As the downcast PC reached for his radio, I knew that we had ‘won’. I had sown the seed in his mind, and he just couldn’t take the chance. The scene would have to be sealed and secured, CID informed, and the body searched, as well as examined for marks, and possible injuries. We would be relegated to the role of witnesses, and would willingly give statements, at a later date. We would attend Coroner’s Court, if deemed necessary, and co-operate fully.

We would not be crawling into that hole to remove the body though. Not that day.

Ambulance stories (8)

Experience not necessary

This is another example of how experience does not always guarantee good performance, and how the wisdom of age can be cast aside by events.

One evening, I was working with the oldest, and most experienced man on our Ambulance Station. I was almost 40 years old, and he was over 50. Between us, we had some 38 years of experience in the job. Towards the end of the shift, which had been very busy, we were called to a traffic accident. It was described as a ‘hit and run’, a pedestrian had been knocked down, and the car responsible had left the scene. We had some way to travel to this job, and on route, we were updated on the radio; the situation was believed serious, Police on scene had advised us.

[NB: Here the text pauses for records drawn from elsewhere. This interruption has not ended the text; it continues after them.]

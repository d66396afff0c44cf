//! Metrics and Monitoring Adapters
//!
//! Prometheus metrics export on :9090 via axum 0.7, fed by a recorder
//! task observing the broadcast hub.

pub mod prometheus;
pub mod recorder;

pub use self::prometheus::MetricsRegistry;
pub use recorder::MetricsRecorder;
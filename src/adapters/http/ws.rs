//! Status Stream - WebSocket Observer Sessions
//!
//! Each connection is one hub observer. Updates are forwarded as JSON
//! text frames in publish order. A lagging connection loses the updates
//! it could not keep up with and carries on.

use axum::extract::State;
use axum::extract::ws::{Message, WebSocket, WebSocketUpgrade};
use axum::response::Response;
use futures_util::{SinkExt, StreamExt};
use tokio::sync::broadcast;
use tokio::sync::broadcast::error::RecvError;
use tracing::{debug, info, warn};

use super::AppState;
use crate::domain::order::OrderUpdate;

/// `GET /ws`
///
/// The hub subscription is taken before the upgrade completes, so the
/// observer receives every update published after its handshake.
pub async fn ws_handler(ws: WebSocketUpgrade, State(state): State<AppState>) -> Response {
    let updates = state.hub.subscribe();
    ws.on_upgrade(move |socket| stream_updates(socket, updates))
}

async fn stream_updates(socket: WebSocket, mut updates: broadcast::Receiver<OrderUpdate>) {
    let (mut sink, mut incoming) = socket.split();
    info!("Observer connected");

    loop {
        tokio::select! {
            update = updates.recv() => match update {
                Ok(update) => {
                    let text = match serde_json::to_string(&update) {
                        Ok(text) => text,
                        Err(e) => {
                            warn!(error = %e, order_id = %update.order_id, "Failed to encode update");
                            continue;
                        }
                    };
                    if sink.send(Message::Text(text)).await.is_err() {
                        break;
                    }
                }
                Err(RecvError::Lagged(skipped)) => {
                    warn!(skipped, "Observer lagging, updates dropped");
                }
                Err(RecvError::Closed) => break,
            },
            message = incoming.next() => match message {
                Some(Ok(Message::Text(text))) => debug!(message = %text, "Observer message ignored"),
                Some(Ok(Message::Close(_)) | Err(_)) | None => break,
                Some(Ok(_)) => {}
            },
        }
    }

    info!("Observer disconnected");
}
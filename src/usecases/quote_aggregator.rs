//! Quote Aggregator - Multi-venue Best Price Routing
//!
//! Fans a quote request out to every configured venue concurrently,
//! waits for all of them, and picks the winner:
//! - Strictly higher price wins, ties go to the venue asked first
//! - Each venue call has its own deadline; expiry counts as a failure
//! - Venue failures are handled per `VenueFailurePolicy`
//!
//! Never touches the order itself; the pipeline records the result.

use std::sync::Arc;
use std::time::Duration;

use futures_util::future::join_all;
use rust_decimal::Decimal;
use tokio::time::timeout;
use tracing::{debug, info, instrument, warn};

use super::error::ExecutionError;
use crate::config::VenueFailurePolicy;
use crate::domain::order::{Order, TradingPair};
use crate::domain::quote::{Quote, best_quote_index};
use crate::ports::venue::VenueClient;

/// Winning quote together with the venue that must execute it.
#[derive(Clone)]
pub struct RoutedQuote {
  pub quote: Quote,
  pub venue: Arc<dyn VenueClient>,
}

impl std::fmt::Debug for RoutedQuote {
  fn fmt(&self, f: &mut std::fmt::Formatter<'_>) -> std::fmt::Result {
    f.debug_struct("RoutedQuote")
      .field("quote", &self.quote)
      .field("venue", &self.venue.id())
      .finish()
  }
}

/// Queries all venues and selects the best quote.
pub struct QuoteAggregator {
  /// Venues in request order (tie-break order).
  venues: Vec<Arc<dyn VenueClient>>,
  /// Per-venue quote deadline.
  quote_timeout: Duration,
  /// What a single venue failure does to the aggregation.
  policy: VenueFailurePolicy,
}

impl QuoteAggregator {
  pub fn new(
    venues: Vec<Arc<dyn VenueClient>>,
    quote_timeout: Duration,
    policy: VenueFailurePolicy,
  ) -> Self {
    Self {
      venues,
      quote_timeout,
      policy,
    }
  }

  pub fn venue_count(&self) -> usize {
    self.venues.len()
  }

  /// Get the best quote across all venues for `order`.
  ///
  /// # Errors
  /// - `NoVenues` when nothing is configured
  /// - `QuoteFailed` for the first failing venue (strict policy)
  /// - `NoQuotes` when every venue failed (best-effort policy)
  #[instrument(skip(self, order), fields(order_id = %order.id, pair = %order.pair))]
  pub async fn best_quote(&self, order: &Order) -> Result<RoutedQuote, ExecutionError> {
    if self.venues.is_empty() {
      return Err(ExecutionError::NoVenues);
    }

    let requests = self
      .venues
      .iter()
      .map(|venue| self.request_quote(venue.as_ref(), &order.pair, order.amount));
    let results = join_all(requests).await;

    let mut venue_indices = Vec::with_capacity(results.len());
    let mut quotes = Vec::with_capacity(results.len());
    let mut failed = 0;

    for (idx, result) in results.into_iter().enumerate() {
      match result {
        Ok(quote) => {
          debug!(venue = %quote.venue, price = quote.price, fee = quote.fee, "Quote received");
          venue_indices.push(idx);
          quotes.push(quote);
        }
        Err(e) => match self.policy {
          VenueFailurePolicy::Strict => return Err(e),
          VenueFailurePolicy::BestEffort => {
            warn!(error = %e, "Venue excluded from comparison");
            failed += 1;
          }
        },
      }
    }

    let best = best_quote_index(&quotes).ok_or(ExecutionError::NoQuotes { failed })?;
    let venue = Arc::clone(&self.venues[venue_indices[best]]);
    let quote = quotes.swap_remove(best);

    info!(
      venue = %quote.venue,
      price = quote.price,
      fee = quote.fee,
      candidates = quotes.len() + 1,
      "Best quote selected"
    );

    Ok(RoutedQuote { quote, venue })
  }

  /// Ask one venue for a quote under the per-venue deadline.
  async fn request_quote(
    &self,
    venue: &dyn VenueClient,
    pair: &TradingPair,
    amount: Decimal,
  ) -> Result<Quote, ExecutionError> {
    let venue_id = venue.id();
    match timeout(self.quote_timeout, venue.quote(pair, amount)).await {
      Err(_) => Err(ExecutionError::StageTimeout {
        stage: "quote",
        venue: venue_id,
        timeout_ms: self.quote_timeout.as_millis() as u64,
      }),
      Ok(Err(e)) => Err(ExecutionError::QuoteFailed {
        venue: venue_id,
        reason: format!("{e:#}"),
      }),
      Ok(Ok(quote)) if !quote.is_valid() => Err(ExecutionError::QuoteFailed {
        venue: venue_id,
        reason: format!("unusable quote (price {}, fee {})", quote.price, quote.fee),
      }),
      Ok(Ok(quote)) => Ok(quote),
    }
  }
}
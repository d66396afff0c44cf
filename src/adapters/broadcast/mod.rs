//! Broadcast Adapters
//!
//! Fan-out of order status snapshots to connected observers over a
//! tokio broadcast channel.

pub mod hub;

pub use hub::BroadcastHub;
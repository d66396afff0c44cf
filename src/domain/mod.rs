//! Domain layer - Core business logic and models.
//!
//! Pure order and quote types for the execution engine: the order state
//! machine, the best-quote selection rule, and submission validation.
//! No I/O here (hexagonal architecture inner ring).

pub mod error;
pub mod order;
pub mod quote;

// Re-export core types for convenience
pub use error::{TransitionError, ValidationError};
pub use order::{
    Order, OrderEvent, OrderId, OrderStatus, OrderTicket, OrderType, OrderUpdate, TradingPair,
};
pub use quote::{Quote, SwapReceipt, VenueId, best_quote_index, is_valid_tx_hash, select_best};
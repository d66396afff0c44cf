//! Broadcast Hub - Order Update Fan-out
//!
//! Implements the `UpdatePublisher` port with a single
//! `tokio::sync::broadcast` channel:
//! - `publish` never blocks; with no observers the update is dropped
//! - Each observer has its own bounded buffer; a slow observer lags
//!   and loses its oldest updates without affecting anyone else
//! - One FIFO channel, so every observer sees updates in publish order
//! - Observers only receive updates published after they subscribed

use tokio::sync::broadcast;
use tracing::trace;

use crate::domain::order::OrderUpdate;
use crate::ports::publisher::UpdatePublisher;

/// Fan-out hub for order status updates.
#[derive(Debug)]
pub struct BroadcastHub {
    tx: broadcast::Sender<OrderUpdate>,
}

impl BroadcastHub {
    /// Create a hub buffering up to `capacity` updates per observer.
    ///
    /// # Panics
    /// Panics if `capacity` is zero (rejected by config validation).
    pub fn new(capacity: usize) -> Self {
        let (tx, _) = broadcast::channel(capacity);
        Self { tx }
    }

    /// Register a new observer.
    pub fn subscribe(&self) -> broadcast::Receiver<OrderUpdate> {
        self.tx.subscribe()
    }

    /// Number of currently connected observers.
    pub fn observer_count(&self) -> usize {
        self.tx.receiver_count()
    }
}

impl UpdatePublisher for BroadcastHub {
    fn publish(&self, update: OrderUpdate) -> usize {
        let order_id = update.order_id;
        let status = update.status;
        let delivered = self.tx.send(update).unwrap_or(0);
        trace!(order_id = %order_id, status = %status, delivered, "Update broadcast");
        delivered
    }
}
//! HTTP Adapters - Order API and Status Stream
//!
//! axum 0.7 router exposing:
//! - `POST /api/orders/execute`: submit an order
//! - `GET /api/orders/:id`: current snapshot of one order
//! - `GET /ws`: WebSocket stream of order updates
//! - `GET /health`: liveness
//!
//! Every route accepts cross-origin requests; the request origin is
//! echoed back so browser clients on any host can submit orders.

pub mod handlers;
pub mod types;
pub mod ws;

use std::sync::Arc;

use axum::Router;
use axum::routing::{get, post};
use tokio::net::TcpListener;
use tokio::sync::broadcast;
use tower_http::cors::{AllowOrigin, Any, CorsLayer};
use tracing::info;

use crate::adapters::broadcast::BroadcastHub;
use crate::adapters::metrics::MetricsRegistry;
use crate::usecases::admission_queue::AdmissionQueue;

/// Shared state handed to every handler.
#[derive(Clone)]
pub struct AppState {
    pub queue: Arc<AdmissionQueue>,
    pub hub: Arc<BroadcastHub>,
    pub metrics: Option<Arc<MetricsRegistry>>,
}

/// Build the API router.
pub fn router(state: AppState) -> Router {
    Router::new()
        .route("/api/orders/execute", post(handlers::submit_order))
        .route("/api/orders/:id", get(handlers::get_order))
        .route("/ws", get(ws::ws_handler))
        .route("/health", get(handlers::health))
        .layer(cors())
        .with_state(state)
}

/// Allow any origin by mirroring it, with any method and header.
fn cors() -> CorsLayer {
    CorsLayer::new()
        .allow_origin(AllowOrigin::mirror_request())
        .allow_methods(Any)
        .allow_headers(Any)
}

/// Serve the API on an already-bound listener until shutdown.
///
/// # Errors
/// Returns error if the server fails while accepting connections.
pub async fn serve(
    listener: TcpListener,
    state: AppState,
    mut shutdown_rx: broadcast::Receiver<()>,
) -> anyhow::Result<()> {
    let address = listener.local_addr()?;
    info!(address = %address, "Order API listening");

    axum::serve(listener, router(state))
        .with_graceful_shutdown(async move {
            let _ = shutdown_rx.recv().await;
        })
        .await?;

    info!("Order API stopped");
    Ok(())
}

#[cfg(test)]
mod tests {
    use super::*;
    use crate::config::{AppConfig, VenueConfig};
    use crate::bootstrap::Engine;
    use axum::body::{Body, to_bytes};
    use axum::http::{Request, StatusCode};
    use serde_json::{Value, json};
    use tower::ServiceExt;

    fn state() -> AppState {
        let mut config = AppConfig::default();
        config.venues = vec![VenueConfig::fixed("raydium", 100.0, 0.003)];
        config.pipeline.build_delay_ms = 0;
        let engine = Engine::build(&config);
        AppState {
            queue: engine.queue,
            hub: engine.hub,
            metrics: None,
        }
    }

    async fn call(app: Router, request: Request<Body>) -> (StatusCode, Value) {
        let response = app.oneshot(request).await.unwrap();
        let status = response.status();
        let bytes = to_bytes(response.into_body(), usize::MAX).await.unwrap();
        (status, serde_json::from_slice(&bytes).unwrap())
    }

    fn post_json(body: &Value) -> Request<Body> {
        Request::post("/api/orders/execute")
            .header("content-type", "application/json")
            .body(Body::from(body.to_string()))
            .unwrap()
    }

    #[tokio::test]
    async fn test_submit_returns_pending() {
        let state = state();
        let (status, body) = call(
            router(state.clone()),
            post_json(&json!({"tokenIn": "SOL", "tokenOut": "USDC", "amount": 1.5})),
        )
        .await;

        assert_eq!(status, StatusCode::OK);
        assert_eq!(body["status"], "pending");
        let id: uuid::Uuid = body["orderId"].as_str().unwrap().parse().unwrap();
        assert!(state.queue.store().get(&id).is_some());
    }

    #[tokio::test]
    async fn test_missing_amount_is_bad_request() {
        let state = state();
        let mut observer = state.hub.subscribe();
        let (status, body) = call(
            router(state.clone()),
            post_json(&json!({"tokenIn": "SOL", "tokenOut": "USDC"})),
        )
        .await;

        assert_eq!(status, StatusCode::BAD_REQUEST);
        assert_eq!(body["error"], "Missing required fields: amount");
        assert!(state.queue.store().is_empty());
        assert!(observer.try_recv().is_err());
    }

    #[tokio::test]
    async fn test_malformed_json_is_bad_request() {
        let request = Request::post("/api/orders/execute")
            .header("content-type", "application/json")
            .body(Body::from("{not json"))
            .unwrap();
        let (status, body) = call(router(state()), request).await;
        assert_eq!(status, StatusCode::BAD_REQUEST);
        assert!(body["error"].is_string());
    }

    #[tokio::test]
    async fn test_unknown_order_is_not_found() {
        let uri = format!("/api/orders/{}", uuid::Uuid::new_v4());
        let request = Request::get(uri).body(Body::empty()).unwrap();
        let (status, body) = call(router(state()), request).await;
        assert_eq!(status, StatusCode::NOT_FOUND);
        assert!(body["error"].as_str().unwrap().starts_with("Order not found"));
    }

    #[tokio::test]
    async fn test_get_order_snapshot() {
        let state = state();
        let (_, submitted) = call(
            router(state.clone()),
            post_json(&json!({"tokenIn": "SOL", "tokenOut": "USDC", "amount": "2"})),
        )
        .await;
        let id = submitted["orderId"].as_str().unwrap();

        let request = Request::get(format!("/api/orders/{id}")).body(Body::empty()).unwrap();
        let (status, body) = call(router(state), request).await;
        assert_eq!(status, StatusCode::OK);
        assert_eq!(body["orderId"], id);
        assert_eq!(body["tokenIn"], "SOL");
        assert_eq!(body["orderType"], "market");
    }

    #[tokio::test]
    async fn test_health() {
        let request = Request::get("/health").body(Body::empty()).unwrap();
        let (status, body) = call(router(state()), request).await;
        assert_eq!(status, StatusCode::OK);
        assert_eq!(body["status"], "ok");
        assert!(body["timestamp"].is_string());
    }

    #[tokio::test]
    async fn test_cors_preflight_mirrors_origin() {
        let request = Request::options("/api/orders/execute")
            .header("origin", "http://example.com")
            .header("access-control-request-method", "POST")
            .header("access-control-request-headers", "content-type")
            .body(Body::empty())
            .unwrap();
        let response = router(state()).oneshot(request).await.unwrap();

        assert_eq!(response.status(), StatusCode::OK);
        let headers = response.headers();
        assert_eq!(
            headers["access-control-allow-origin"].to_str().unwrap(),
            "http://example.com"
        );
        assert!(headers.contains_key("access-control-allow-methods"));
        assert!(headers.contains_key("access-control-allow-headers"));
    }

    #[tokio::test]
    async fn test_cross_origin_submit_carries_allow_origin() {
        let request = Request::post("/api/orders/execute")
            .header("origin", "http://dashboard.local")
            .header("content-type", "application/json")
            .body(Body::from(
                json!({"tokenIn": "SOL", "tokenOut": "USDC", "amount": 1}).to_string(),
            ))
            .unwrap();
        let response = router(state()).oneshot(request).await.unwrap();

        assert_eq!(response.status(), StatusCode::OK);
        assert_eq!(
            response.headers()["access-control-allow-origin"].to_str().unwrap(),
            "http://dashboard.local"
        );
    }
}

On arrival, things did indeed look serious. A man in his 30’s was lying across the road, which had been partially closed by Traffic Police. On examination, it appeared that the man was semi-conscious, smelt strongly of alcohol, and had a visible wound to his head. His shirt was wet around the abdomen, despite dry conditions, so my colleague removed it, to better examine the male. We immediately saw that he had organs protruding from a wound there, and soon ascertained that it was his intestines that were clearly visible. We applied a very large dressing, dampened to protect the exposed tissue, and advised the nearby hospital that we would soon be arriving with a seriously injured man.

I drove off, blue lights flashing, sirens wailing. In the back, my colleague administered oxygen, and closely monitored the patient, during the short journey to the local Casualty Department. Arriving at the hospital, we rushed him in to the Casualty, where a special Trauma Team was waiting. They quickly removed his trousers, to reveal a dislodged colostomy bag. What we had believed to be a torn abdomen, was in fact a surgical stoma, where a piece of intestine is left exposed to attach to the colostomy bag. The man was well-known to the staff there, and  he later confessed that he had been drunk, and tripped over the kerb, hitting his head, and detaching the bag attached to the stoma. There had been no car, and no traffic accident, all of that had been presumption on the part of the Police, and bystanders who had happened across him. Had we not allowed ourselves to get caught up in the drama, no doubt we would have worked this out for ourselves.

We both felt pretty stupid, and it took us a long time to live that one down.